*What is required*
Word for word, print the entries that follow.

Listed entries below:

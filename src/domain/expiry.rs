//! Expiry resolution: raw expiry arithmetic combined with trading-day
//! validation.
//!
//! The resolver owns a [`TradingDayValidator`] rather than extending it, so
//! the holiday source and adjustment direction can be swapped per exchange.

use crate::domain::error::QuantkitError;
use crate::domain::expiry_finder::{
    current_month_expiry, current_week_expiry, following_month, last_weekday_of_month,
};
use crate::domain::trading_day::TradingDayValidator;
use chrono::{Datelike, Days, NaiveDate, Weekday};
use std::fmt;
use std::str::FromStr;

/// Which contract series to resolve relative to a reference date.
#[derive(Debug, Clone, Copy, PartialEq, Eq)]
pub enum ExpiryCycle {
    CurrentWeek,
    NextWeek,
    CurrentMonth,
    NextMonth,
}

impl ExpiryCycle {
    pub fn is_weekly(&self) -> bool {
        matches!(self, ExpiryCycle::CurrentWeek | ExpiryCycle::NextWeek)
    }

    pub fn is_monthly(&self) -> bool {
        !self.is_weekly()
    }
}

impl FromStr for ExpiryCycle {
    type Err = QuantkitError;

    fn from_str(s: &str) -> Result<Self, Self::Err> {
        match s.trim().to_lowercase().replace('_', "-").as_str() {
            "current-week" | "week" => Ok(ExpiryCycle::CurrentWeek),
            "next-week" => Ok(ExpiryCycle::NextWeek),
            "current-month" | "month" => Ok(ExpiryCycle::CurrentMonth),
            "next-month" => Ok(ExpiryCycle::NextMonth),
            _ => Err(QuantkitError::InvalidCycle(s.to_string())),
        }
    }
}

impl fmt::Display for ExpiryCycle {
    fn fmt(&self, f: &mut fmt::Formatter<'_>) -> fmt::Result {
        let name = match self {
            ExpiryCycle::CurrentWeek => "current-week",
            ExpiryCycle::NextWeek => "next-week",
            ExpiryCycle::CurrentMonth => "current-month",
            ExpiryCycle::NextMonth => "next-month",
        };
        write!(f, "{name}")
    }
}

/// A trading-day adjusted expiry. Only produced by [`ExpiryResolver`].
#[derive(Debug, Clone, Copy, PartialEq, Eq, PartialOrd, Ord, Hash)]
pub struct ExpiryDate(NaiveDate);

impl ExpiryDate {
    pub fn date(&self) -> NaiveDate {
        self.0
    }
}

impl fmt::Display for ExpiryDate {
    fn fmt(&self, f: &mut fmt::Formatter<'_>) -> fmt::Result {
        write!(f, "{}", self.0)
    }
}

/// All four resolved expiries for one reference date.
#[derive(Debug, Clone, PartialEq, Eq)]
pub struct ExpirySchedule {
    pub reference: NaiveDate,
    pub weekday: Weekday,
    pub current_week: ExpiryDate,
    pub next_week: ExpiryDate,
    pub current_month: ExpiryDate,
    pub next_month: ExpiryDate,
}

/// Raw expiry that produced a resolved date, kept so the following cycle
/// can be derived from it.
struct Resolved {
    raw: NaiveDate,
    expiry: ExpiryDate,
}

pub struct ExpiryResolver<'a> {
    validator: TradingDayValidator<'a>,
}

impl<'a> ExpiryResolver<'a> {
    pub fn new(validator: TradingDayValidator<'a>) -> Self {
        Self { validator }
    }

    pub fn validator(&self) -> &TradingDayValidator<'a> {
        &self.validator
    }

    pub fn resolve(
        &self,
        cycle: ExpiryCycle,
        reference: NaiveDate,
        weekday: Weekday,
    ) -> Result<ExpiryDate, QuantkitError> {
        let expiry = match cycle {
            ExpiryCycle::CurrentWeek => self.current_week(reference, weekday)?.expiry,
            ExpiryCycle::NextWeek => self.next_week(&self.current_week(reference, weekday)?)?,
            ExpiryCycle::CurrentMonth => self.current_month(reference, weekday)?.expiry,
            ExpiryCycle::NextMonth => {
                self.next_month(&self.current_month(reference, weekday)?, weekday)?
            }
        };
        tracing::debug!(%cycle, %reference, ?weekday, %expiry, "resolved expiry");
        Ok(expiry)
    }

    pub fn schedule(&self, reference: NaiveDate, weekday: Weekday) -> Result<ExpirySchedule, QuantkitError> {
        let week = self.current_week(reference, weekday)?;
        let month = self.current_month(reference, weekday)?;
        Ok(ExpirySchedule {
            reference,
            weekday,
            current_week: week.expiry,
            next_week: self.next_week(&week)?,
            current_month: month.expiry,
            next_month: self.next_month(&month, weekday)?,
        })
    }

    // An adjusted expiry before the reference date means this week's
    // contract has already expired; the live contract is next week's.
    fn current_week(&self, reference: NaiveDate, weekday: Weekday) -> Result<Resolved, QuantkitError> {
        let raw = current_week_expiry(reference, weekday)?;
        let adjusted = self.validator.adjust(raw)?;
        if adjusted >= reference {
            return Ok(Resolved {
                raw,
                expiry: ExpiryDate(adjusted),
            });
        }
        let raw = plus_days(raw, 7)?;
        Ok(Resolved {
            raw,
            expiry: ensure_live(self.validator.adjust(raw)?, reference)?,
        })
    }

    fn next_week(&self, current: &Resolved) -> Result<ExpiryDate, QuantkitError> {
        let adjusted = self.validator.adjust(plus_days(current.raw, 7)?)?;
        ensure_after(adjusted, current.expiry)
    }

    fn current_month(&self, reference: NaiveDate, weekday: Weekday) -> Result<Resolved, QuantkitError> {
        let raw = current_month_expiry(reference, weekday)?;
        let adjusted = self.validator.adjust(raw)?;
        if adjusted >= reference {
            return Ok(Resolved {
                raw,
                expiry: ExpiryDate(adjusted),
            });
        }
        let (year, month) = following_month(raw.year(), raw.month());
        let raw = last_weekday_of_month(year, month, weekday)?;
        Ok(Resolved {
            raw,
            expiry: ensure_live(self.validator.adjust(raw)?, reference)?,
        })
    }

    fn next_month(&self, current: &Resolved, weekday: Weekday) -> Result<ExpiryDate, QuantkitError> {
        let (year, month) = following_month(current.raw.year(), current.raw.month());
        let raw = last_weekday_of_month(year, month, weekday)?;
        let adjusted = self.validator.adjust(raw)?;
        ensure_after(adjusted, current.expiry)
    }
}

fn plus_days(date: NaiveDate, days: u64) -> Result<NaiveDate, QuantkitError> {
    date.checked_add_days(Days::new(days))
        .ok_or(QuantkitError::DateOutOfRange {
            year: date.year(),
            month: date.month(),
        })
}

/// The rolled contract must not have expired before `reference` as well.
fn ensure_live(adjusted: NaiveDate, reference: NaiveDate) -> Result<ExpiryDate, QuantkitError> {
    if adjusted >= reference {
        Ok(ExpiryDate(adjusted))
    } else {
        Err(QuantkitError::Validation {
            date: adjusted,
            steps: crate::domain::trading_day::MAX_ADJUST_STEPS,
        })
    }
}

fn ensure_after(next: NaiveDate, current: ExpiryDate) -> Result<ExpiryDate, QuantkitError> {
    if next > current.date() {
        Ok(ExpiryDate(next))
    } else {
        Err(QuantkitError::Validation {
            date: next,
            steps: crate::domain::trading_day::MAX_ADJUST_STEPS,
        })
    }
}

End of Listed entries.

*Expected answer*
filename src/domain/expiry.rs
//! Expiry resolution: raw expiry arithmetic combined with trading-day
//! validation.
//!
//! The resolver owns a [`TradingDayValidator`] rather than extending it, so
//! the holiday source and adjustment direction can be swapped per exchange.

use crate::domain::error::QuantkitError;
use crate::domain::expiry_finder::{
    current_month_expiry, current_week_expiry, following_month, last_weekday_of_month,
};
use crate::domain::trading_day::TradingDayValidator;
use chrono::{Datelike, Days, NaiveDate, Weekday};
use std::fmt;
use std::str::FromStr;

/// Which contract series to resolve relative to a reference date.
#[derive(Debug, Clone, Copy, PartialEq, Eq)]
pub enum ExpiryCycle {
    CurrentWeek,
    NextWeek,
    CurrentMonth,
    NextMonth,
}

impl ExpiryCycle {
    pub fn is_weekly(&self) -> bool {
        matches!(self, ExpiryCycle::CurrentWeek | ExpiryCycle::NextWeek)
    }

    pub fn is_monthly(&self) -> bool {
        !self.is_weekly()
    }
}

impl FromStr for ExpiryCycle {
    type Err = QuantkitError;

    fn from_str(s: &str) -> Result<Self, Self::Err> {
        match s.trim().to_lowercase().replace('_', "-").as_str() {
            "current-week" | "week" => Ok(ExpiryCycle::CurrentWeek),
            "next-week" => Ok(ExpiryCycle::NextWeek),
            "current-month" | "month" => Ok(ExpiryCycle::CurrentMonth),
            "next-month" => Ok(ExpiryCycle::NextMonth),
            _ => Err(QuantkitError::InvalidCycle(s.to_string())),
        }
    }
}

impl fmt::Display for ExpiryCycle {
    fn fmt(&self, f: &mut fmt::Formatter<'_>) -> fmt::Result {
        let name = match self {
            ExpiryCycle::CurrentWeek => "current-week",
            ExpiryCycle::NextWeek => "next-week",
            ExpiryCycle::CurrentMonth => "current-month",
            ExpiryCycle::NextMonth => "next-month",
        };
        write!(f, "{name}")
    }
}

/// A trading-day adjusted expiry. Only produced by [`ExpiryResolver`].
#[derive(Debug, Clone, Copy, PartialEq, Eq, PartialOrd, Ord, Hash)]
pub struct ExpiryDate(NaiveDate);

impl ExpiryDate {
    pub fn date(&self) -> NaiveDate {
        self.0
    }
}

impl fmt::Display for ExpiryDate {
    fn fmt(&self, f: &mut fmt::Formatter<'_>) -> fmt::Result {
        write!(f, "{}", self.0)
    }
}

/// All four resolved expiries for one reference date.
#[derive(Debug, Clone, PartialEq, Eq)]
pub struct ExpirySchedule {
    pub reference: NaiveDate,
    pub weekday: Weekday,
    pub current_week: ExpiryDate,
    pub next_week: ExpiryDate,
    pub current_month: ExpiryDate,
    pub next_month: ExpiryDate,
}

/// Raw expiry that produced a resolved date, kept so the following cycle
/// can be derived from it.
struct Resolved {
    raw: NaiveDate,
    expiry: ExpiryDate,
}

pub struct ExpiryResolver<'a> {
    validator: TradingDayValidator<'a>,
}

impl<'a> ExpiryResolver<'a> {
    pub fn new(validator: TradingDayValidator<'a>) -> Self {
        Self { validator }
    }

    pub fn validator(&self) -> &TradingDayValidator<'a> {
        &self.validator
    }

    pub fn resolve(
        &self,
        cycle: ExpiryCycle,
        reference: NaiveDate,
        weekday: Weekday,
    ) -> Result<ExpiryDate, QuantkitError> {
        let expiry = match cycle {
            ExpiryCycle::CurrentWeek => self.current_week(reference, weekday)?.expiry,
            ExpiryCycle::NextWeek => self.next_week(&self.current_week(reference, weekday)?)?,
            ExpiryCycle::CurrentMonth => self.current_month(reference, weekday)?.expiry,
            ExpiryCycle::NextMonth => {
                self.next_month(&self.current_month(reference, weekday)?, weekday)?
            }
        };
        tracing::debug!(%cycle, %reference, ?weekday, %expiry, "resolved expiry");
        Ok(expiry)
    }

    pub fn schedule(&self, reference: NaiveDate, weekday: Weekday) -> Result<ExpirySchedule, QuantkitError> {
        let week = self.current_week(reference, weekday)?;
        let month = self.current_month(reference, weekday)?;
        Ok(ExpirySchedule {
            reference,
            weekday,
            current_week: week.expiry,
            next_week: self.next_week(&week)?,
            current_month: month.expiry,
            next_month: self.next_month(&month, weekday)?,
        })
    }

    // An adjusted expiry before the reference date means this week's
    // contract has already expired; the live contract is next week's.
    fn current_week(&self, reference: NaiveDate, weekday: Weekday) -> Result<Resolved, QuantkitError> {
        let raw = current_week_expiry(reference, weekday)?;
        let adjusted = self.validator.adjust(raw)?;
        if adjusted >= reference {
            return Ok(Resolved {
                raw,
                expiry: ExpiryDate(adjusted),
            });
        }
        let raw = plus_days(raw, 7)?;
        Ok(Resolved {
            raw,
            expiry: ensure_live(self.validator.adjust(raw)?, reference)?,
        })
    }

    fn next_week(&self, current: &Resolved) -> Result<ExpiryDate, QuantkitError> {
        let adjusted = self.validator.adjust(plus_days(current.raw, 7)?)?;
        ensure_after(adjusted, current.expiry)
    }

    fn current_month(&self, reference: NaiveDate, weekday: Weekday) -> Result<Resolved, QuantkitError> {
        let raw = current_month_expiry(reference, weekday)?;
        let adjusted = self.validator.adjust(raw)?;
        if adjusted >= reference {
            return Ok(Resolved {
                raw,
                expiry: ExpiryDate(adjusted),
            });
        }
        let (year, month) = following_month(raw.year(), raw.month());
        let raw = last_weekday_of_month(year, month, weekday)?;
        Ok(Resolved {
            raw,
            expiry: ensure_live(self.validator.adjust(raw)?, reference)?,
        })
    }

    fn next_month(&self, current: &Resolved, weekday: Weekday) -> Result<ExpiryDate, QuantkitError> {
        let (year, month) = following_month(current.raw.year(), current.raw.month());
        let raw = last_weekday_of_month(year, month, weekday)?;
        let adjusted = self.validator.adjust(raw)?;
        ensure_after(adjusted, current.expiry)
    }
}

fn plus_days(date: NaiveDate, days: u64) -> Result<NaiveDate, QuantkitError> {
    date.checked_add_days(Days::new(days))
        .ok_or(QuantkitError::DateOutOfRange {
            year: date.year(),
            month: date.month(),
        })
}

/// The rolled contract must not have expired before `reference` as well.
fn ensure_live(adjusted: NaiveDate, reference: NaiveDate) -> Result<ExpiryDate, QuantkitError> {
    if adjusted >= reference {
        Ok(ExpiryDate(adjusted))
    } else {
        Err(QuantkitError::Validation {
            date: adjusted,
            steps: crate::domain::trading_day::MAX_ADJUST_STEPS,
        })
    }
}

fn ensure_after(next: NaiveDate, current: ExpiryDate) -> Result<ExpiryDate, QuantkitError> {
    if next > current.date() {
        Ok(ExpiryDate(next))
    } else {
        Err(QuantkitError::Validation {
            date: next,
            steps: crate::domain::trading_day::MAX_ADJUST_STEPS,
        })
    }
}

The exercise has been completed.